Dr. Townsend was addressing a dire need—not only the financial poverty of so many of the elderly but their social and psychological predicament. Part of the human price of industrialization and urbanization, many of these men and women had lost their homes and their savings, or barely held on to them; they had left their children back on the old farm, or lost their jobs through a swift-changing technology. They had become isolated, in Talcott Parsons’s view, from “kinship, occupational, and community ties” and hence were ripe for political agitation. They needed help, and Dr. Townsend had a plan, a most wonderful plan: give everyone over sixty federal pensions of $200 a month, with the delectable requirement that the money be spent within the month and thereby bolster the whole economy. A federal sales tax would pay for the scheme. It seemed like the economic equivalent of perpetual motion.

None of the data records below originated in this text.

use serde::{Deserialize, Serialize};

use crate::Snowflake;

#[derive(Debug, Clone, PartialEq, Eq, Serialize, Deserialize)]
pub struct User {
    pub id: Snowflake,
    pub username: String,
    #[serde(default)]
    pub discriminator: Option<String>,
    #[serde(default)]
    pub global_name: Option<String>,
    #[serde(default)]
    pub avatar: Option<String>,
    #[serde(default)]
    pub bot: bool,
}

impl User {
    /// The name other users see: the global display name when set.
    pub fn display_name(&self) -> &str {
        self.global_name.as_deref().unwrap_or(&self.username)
    }
}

Then there was the doctor himself, who proved to be a master of hype. He liked to tell how he had looked out of his bathroom window one day in Long Beach, California, to see three haggard old women rummaging through garbage cans, how he had burst out into a string of epithets that he wanted God Himself to hear, how he said he would shout “until the whole country hears,” and invented the movement on the spot. In fact, it was no sudden revelation. Townsend himself had come to the end of a long road—born in a log cabin in northern Illinois, he had led something of a Horatio Alger life without the Algerian reward. After picking up jobs as ranch hand, farm laborer, mine-mucker, and teacher in the West, he worked his way through medical college and then endured a hard life as a country doctor in South Dakota. Later, as a medical officer treating the Long Beach indigent during the depression, he had ample reason and time to ponder the plight of the elderly and to concoct his plan.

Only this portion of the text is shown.